→ **Dataset**:
*-*-*

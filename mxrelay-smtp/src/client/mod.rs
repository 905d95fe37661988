//! SMTP client implementation.
//!
//! ```no_run
//! use mxrelay_smtp::client::{MessageBuilder, SmtpClient};
//!
//! # async fn example() -> Result<(), Box<dyn std::error::Error>> {
//! let mut client = SmtpClient::connect("mx.example.com", 25).await?;
//! client.read_greeting().await?;
//! client.ehlo("relay.example.org").await?;
//! client.mail_from("sender@example.org").await?;
//! client.rcpt_to("recipient@example.com").await?;
//! client.data().await?;
//!
//! let message = MessageBuilder::new()
//!     .from("sender@example.org")
//!     .to("recipient@example.com")
//!     .subject("Hello")
//!     .body("Hello World")
//!     .build();
//! client.send_data(&message).await?;
//! client.quit().await?;
//! # Ok(())
//! # }
//! ```

mod error;
mod message;
mod response;
mod smtp_client;

pub use error::{ClientError, Result};
pub use message::{MessageBuilder, dot_stuff};
pub use response::Response;
pub use smtp_client::SmtpClient;
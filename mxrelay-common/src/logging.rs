use std::{io::IsTerminal, str::FromStr};

use tracing::{Subscriber, metadata::LevelFilter};
use tracing_subscriber::{
    Layer, filter::FilterFn, fmt::MakeWriter, prelude::__tracing_subscriber_SubscriberExt,
    util::SubscriberInitExt,
};

/// Environment variable holding the maximum log level.
pub const LOG_LEVEL_ENV: &str = "LOG_LEVEL";

#[macro_export]
macro_rules! log {
    ($level:expr, $span:expr, $($msg:expr),*) => {{
        let span = $crate::tracing::span!($level, $span);
        let _enter = span.enter();

        $crate::tracing::event!($level, $($msg),*)
    }};
}

/// Traffic we send to a remote exchanger.
#[macro_export]
macro_rules! outgoing {
    (level = $level:ident, $($msg:expr),*) => {
        $crate::log!($crate::tracing::Level::$level, "outgoing", $($msg),*)
    };

    ($($msg:expr),*) => {
        $crate::outgoing!(level = TRACE, $($msg),*)
    };
}

/// Traffic a remote exchanger sends back.
#[macro_export]
macro_rules! incoming {
    (level = $level:ident, $($msg:expr),*) => {
        $crate::log!($crate::tracing::Level::$level, "incoming", $($msg),*)
    };

    ($($msg:expr),*) => {
        $crate::incoming!(level = TRACE, $($msg),*)
    };
}

fn level_from(value: Option<&str>, default: LevelFilter) -> LevelFilter {
    value.map_or(default, |level| {
        LevelFilter::from_str(level).unwrap_or_else(|_| {
            eprintln!("Invalid log level specified {level}, defaulting to {default}");
            default
        })
    })
}

/// The subscriber [`init`] installs: compact output, UTC timestamps, mxrelay targets only.
pub fn subscriber<W>(level: LevelFilter, writer: W, ansi: bool) -> impl Subscriber + Send + Sync + 'static
where
    W: for<'writer> MakeWriter<'writer> + Send + Sync + 'static,
{
    tracing_subscriber::Registry::default().with(
        tracing_subscriber::fmt::layer()
            .with_writer(writer)
            .with_file(false)
            .with_line_number(false)
            .compact()
            .with_ansi(ansi)
            .with_timer(tracing_subscriber::fmt::time::ChronoUtc::rfc_3339())
            .with_filter(level)
            .with_filter(FilterFn::new(|metadata| {
                metadata.target().starts_with("mxrelay")
            })),
    )
}

/// Installs the global subscriber, logging to stderr so stdout stays free for output.
///
/// Colour is only used when stderr is a terminal. Calling this more than once
/// leaves the first subscriber in place.
pub fn init() {
    let default = if cfg!(debug_assertions) {
        LevelFilter::TRACE
    } else {
        LevelFilter::INFO
    };

    let level = level_from(std::env::var(LOG_LEVEL_ENV).ok().as_deref(), default);
    let ansi = std::io::stderr().is_terminal();

    if let Err(error) = subscriber(level, std::io::stderr, ansi).try_init() {
        tracing::debug!(%error, "Logging was already initialised");
    }
}

#[cfg(test)]
mod tests {
    use std::{
        io,
        sync::{Arc, Mutex},
    };

    use super::*;

    #[derive(Clone, Default)]
    struct Captured(Arc<Mutex<Vec<u8>>>);

    impl io::Write for Captured {
        fn write(&mut self, buf: &[u8]) -> io::Result<usize> {
            self.0.lock().unwrap().extend_from_slice(buf);
            Ok(buf.len())
        }

        fn flush(&mut self) -> io::Result<()> {
            Ok(())
        }
    }

    impl Captured {
        fn text(&self) -> String {
            String::from_utf8(self.0.lock().unwrap().clone()).unwrap()
        }
    }

    #[test]
    fn test_events_go_to_the_given_writer_only() {
        let captured = Captured::default();
        let writer = captured.clone();
        let subscriber = subscriber(LevelFilter::INFO, move || writer.clone(), false);

        tracing::subscriber::with_default(subscriber, || {
            tracing::info!(target: "mxrelay_delivery::relay", "Relay complete");
            tracing::debug!(target: "mxrelay_delivery::relay", "Relaying");
            tracing::info!(target: "hickory_resolver", "not ours");
        });

        let text = captured.text();
        assert!(text.contains("Relay complete"));
        assert!(!text.contains("Relaying"));
        assert!(!text.contains("not ours"));
        assert!(!text.contains('\u{1b}'));
    }

    #[test]
    fn test_repeated_init_is_logged() {
        let captured = Captured::default();
        let writer = captured.clone();
        subscriber(LevelFilter::TRACE, move || writer.clone(), false)
            .try_init()
            .unwrap();

        init();

        assert!(captured.text().contains("Logging was already initialised"));
    }

    #[test]
    fn test_level_from() {
        assert_eq!(level_from(None, LevelFilter::INFO), LevelFilter::INFO);
        assert_eq!(level_from(Some("debug"), LevelFilter::INFO), LevelFilter::DEBUG);
        assert_eq!(level_from(Some("nonsense"), LevelFilter::WARN), LevelFilter::WARN);
    }
}
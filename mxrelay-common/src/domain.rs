//! Destination domains and their mail exchangers.

use std::{
    borrow::Borrow,
    fmt::{self, Display},
    ops::Deref,
    sync::Arc,
};

use serde::{Deserialize, Serialize};

/// A lower-cased recipient domain.
///
/// Construction always folds case, so two `Domain`s compare equal whenever
/// the underlying names match case-insensitively.
///
/// ```
/// use mxrelay_common::Domain;
///
/// let domain = Domain::from_address("User@Mail.Example.COM");
/// assert_eq!(domain.as_str(), "mail.example.com");
/// ```
#[derive(Debug, Clone, PartialEq, Eq, Hash, PartialOrd, Ord, Serialize, Deserialize)]
#[serde(from = "String", into = "String")]
#[repr(transparent)]
pub struct Domain(Arc<str>);

impl Domain {
    #[must_use]
    pub fn new(name: impl AsRef<str>) -> Self {
        Self(Arc::from(name.as_ref().to_lowercase()))
    }

    /// Extracts the domain of an email address: everything after the last `@`.
    ///
    /// A string without any `@` is treated as a bare domain.
    #[must_use]
    pub fn from_address(address: &str) -> Self {
        let domain = address.rsplit_once('@').map_or(address, |(_, domain)| domain);
        Self::new(domain)
    }

    #[must_use]
    pub fn as_str(&self) -> &str {
        &self.0
    }
}

impl Display for Domain {
    fn fmt(&self, f: &mut fmt::Formatter<'_>) -> fmt::Result {
        f.write_str(&self.0)
    }
}

impl AsRef<str> for Domain {
    fn as_ref(&self) -> &str {
        &self.0
    }
}

impl Borrow<str> for Domain {
    fn borrow(&self) -> &str {
        &self.0
    }
}

impl Deref for Domain {
    type Target = str;

    fn deref(&self) -> &Self::Target {
        &self.0
    }
}

impl From<String> for Domain {
    fn from(s: String) -> Self {
        Self::new(s)
    }
}

impl From<&str> for Domain {
    fn from(s: &str) -> Self {
        Self::new(s)
    }
}

impl From<Domain> for String {
    fn from(domain: Domain) -> Self {
        domain.0.to_string()
    }
}

/// A mail exchanger for a domain.
///
/// Lower `priority` values are preferred.
#[derive(Debug, Clone, PartialEq, Eq, Hash, Serialize, Deserialize)]
pub struct MxRecord {
    pub exchange: String,
    pub priority: u16,
}

impl MxRecord {
    /// Priority assigned to a manually configured exchanger.
    pub const OVERRIDE_PRIORITY: u16 = 10;

    #[must_use]
    pub fn new(exchange: impl Into<String>, priority: u16) -> Self {
        Self {
            exchange: exchange.into(),
            priority,
        }
    }

    /// The synthetic single entry used when a domain's exchanger is configured by hand.
    #[must_use]
    pub fn manual(exchange: impl Into<String>) -> Self {
        Self::new(exchange, Self::OVERRIDE_PRIORITY)
    }
}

*-*-*

→ **Activity**: Give back exactly the lines above, from the line containing "pub struct Domain(Arc<str>);" through the line containing "impl Display for", with both end lines and nothing more.

→ **Completed exercise**:
pub struct Domain(Arc<str>);

impl Domain {
    #[must_use]
    pub fn new(name: impl AsRef<str>) -> Self {
        Self(Arc::from(name.as_ref().to_lowercase()))
    }

    /// Extracts the domain of an email address: everything after the last `@`.
    ///
    /// A string without any `@` is treated as a bare domain.
    #[must_use]
    pub fn from_address(address: &str) -> Self {
        let domain = address.rsplit_once('@').map_or(address, |(_, domain)| domain);
        Self::new(domain)
    }

    #[must_use]
    pub fn as_str(&self) -> &str {
        &self.0
    }
}

impl Display for Domain {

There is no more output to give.